Whatever It Takes
January 4, 2022
“This is what the Sovereign Lord says to these bones, ‘I will make breath enter you, and you will come to life’” (Ezekiel 37:5, NIV).
One of my patients died recently from lung cancer. Today his sister-in-law told me a story. “You don’t know this, but our two sons had not talked to each other for five years. It was breaking our hearts.” (During those years both sons had been through personal crises: one with his wife’s health and the other with an unfair incarceration.) “When my brother-in-law died, my son Matthew, who had not been home for five years, decided to come to the funeral. He and his uncle had been very close. When he told me he was coming, I asked him, ‘Please meet with your brother at least once when you are in town.’ He agreed to do so, and what a blessing; they discovered that each had changed in their years apart. In fact, James has just now returned from a four-day vacation to visit Matthew. He sent phone pictures showing them with their arms around each other.”

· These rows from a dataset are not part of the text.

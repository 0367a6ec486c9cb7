//! # Exact and Approximate Neighbor Search

use core::cmp::Ordering;

use crate::{
    ann::dot,
    embeddings::Embeddings,
    errors::{StanzaError, StanzaResult},
    types::{CommonHashMap, TokenId, hash_map_with_capacity},
};

/// A search result: a token and its score against the query.
#[derive(Debug, Clone, PartialEq)]
pub struct Neighbor {
    /// The token's id.
    pub id: TokenId,

    /// The token.
    pub token: String,

    /// Inner product (exact search) or cosine similarity (approximate search).
    pub score: f32,
}

impl Embeddings {
    fn check_query(
        &self,
        query: &[f32],
    ) -> StanzaResult<()> {
        if query.len() != self.dim() {
            return Err(StanzaError::ShapeMismatch(format!(
                "query has width {}, embeddings have width {}",
                query.len(),
                self.dim()
            )));
        }
        Ok(())
    }

    fn neighbor(
        &self,
        id: TokenId,
        score: f32,
    ) -> Neighbor {
        Neighbor {
            id,
            token: self.vocab()[id].to_string(),
            score,
        }
    }

    /// The inner product of `query` with every row, in id order.
    ///
    /// Rows are scored in parallel when the ``rayon`` feature is enabled.
    pub fn inner_product_scores(
        &self,
        query: &[f32],
    ) -> StanzaResult<Vec<f32>> {
        self.check_query(query)?;
        let matrix = self.matrix();

        #[cfg(feature = "rayon")]
        let scores: Vec<f32> = {
            use rayon::prelude::*;
            (0..matrix.rows())
                .into_par_iter()
                .map(|id| dot(matrix.row(id), query))
                .collect()
        };
        #[cfg(not(feature = "rayon"))]
        let scores: Vec<f32> = matrix.iter_rows().map(|row| dot(row, query)).collect();

        Ok(scores)
    }

    /// The inner product of `query` with every row, keyed by token.
    ///
    /// ## Returns
    /// A map with one entry per token; or [`StanzaError::ShapeMismatch`]
    /// if the query width differs from [`Embeddings::dim`].
    pub fn inner_products(
        &self,
        query: &[f32],
    ) -> StanzaResult<CommonHashMap<String, f32>> {
        let scores = self.inner_product_scores(query)?;
        let mut products = hash_map_with_capacity(scores.len());
        products.extend(
            self.vocab()
                .iter()
                .map(|(id, word)| (word.to_string(), scores[id])),
        );
        Ok(products)
    }

    /// The `k` tokens with the largest inner product with `query`.
    ///
    /// Exact: every row is scored. Results are ordered by descending score;
    /// equal scores are ordered by ascending id. Returns ``min(k, len)``
    /// results.
    pub fn k_nearest(
        &self,
        query: &[f32],
        k: usize,
    ) -> StanzaResult<Vec<Neighbor>> {
        let scores = self.inner_product_scores(query)?;
        let k = k.min(scores.len());
        if k == 0 {
            return Ok(Vec::new());
        }

        let by_score = |a: &TokenId, b: &TokenId| -> Ordering {
            scores[*b].total_cmp(&scores[*a]).then(a.cmp(b))
        };

        let mut ids: Vec<TokenId> = (0..scores.len()).collect();
        if k < ids.len() {
            ids.select_nth_unstable_by(k - 1, by_score);
            ids.truncate(k);
        }
        ids.sort_unstable_by(by_score);

        Ok(ids
            .into_iter()
            .map(|id| self.neighbor(id, scores[id]))
            .collect())
    }

    /// Approximately the `k` tokens most cosine-similar to `query`.
    ///
    /// Queries the [`LshIndex`](crate::ann::LshIndex) from
    /// [`Embeddings::ann_index`], building it on first use. Scores are
    /// ``1 - cosine_distance``, ordered descending.
    ///
    /// This trades exactness for speed: true neighbors that hash to no
    /// probed bucket are missed, and fewer than `k` results may be returned.
    /// Use [`Embeddings::k_nearest`] when exact results are required.
    pub fn k_nearest_approx(
        &self,
        query: &[f32],
        k: usize,
    ) -> StanzaResult<Vec<Neighbor>> {
        self.check_query(query)?;
        Ok(self
            .ann_index()
            .query(self.matrix(), query, k)?
            .into_iter()
            .map(|(id, distance)| self.neighbor(id, 1.0 - distance))
            .collect())
    }
}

God’s best work is building beauty from ashes. No one can do it like He can. In this story, three significant crises, all hard, all filled with anxiety and suffering, all worked together to move lives toward reunion. God is in the reunion business, and to do so He is out to transform us, whatever it takes. I don’t know, and I frankly doubt that God caused any of the three crises in that family. I do know that God took the dry bones of that broken relationship, mixed it with the struggles in the lives of these two brothers and the death of a saint—and made those dry bones walk again.
God does this over and over in our lives. He takes the tragedies of our lives as if they were lumps of very dark clay. He spits on them like Jesus did the blind (Mark 9:23), and then He mashes and remolds them into bright and golden spears with which he pierces the heart of darkness. The darkness may be terrifying and the mashing hurts, but God is glorified and His kingdom comes.
We need to be aware and amazed. God’s major work in this world is transformation and reunion. He changes us so we might forgive each other. He changes us so He might forgive us as well. He will do whatever it takes to accomplish our reunion with Him. He placed Himself on a human cross and felt the pain of a Father rejecting His only Son so we might be one with Him again.
We are the only ones who can prevent the change that is necessary in our lives, the change that will bring us home to the Father. God will do whatever it takes to get us there. Sometimes, “whatever it takes” is a Christian family that introduces us to Jesus when we are young. And sometimes, “whatever it takes” hurts so deeply and so long that only after the Father has taken us into His arms do we cry out with profound sincerity, “This was worth it.”
Dear Father,
Thank You for Your work with dry bones.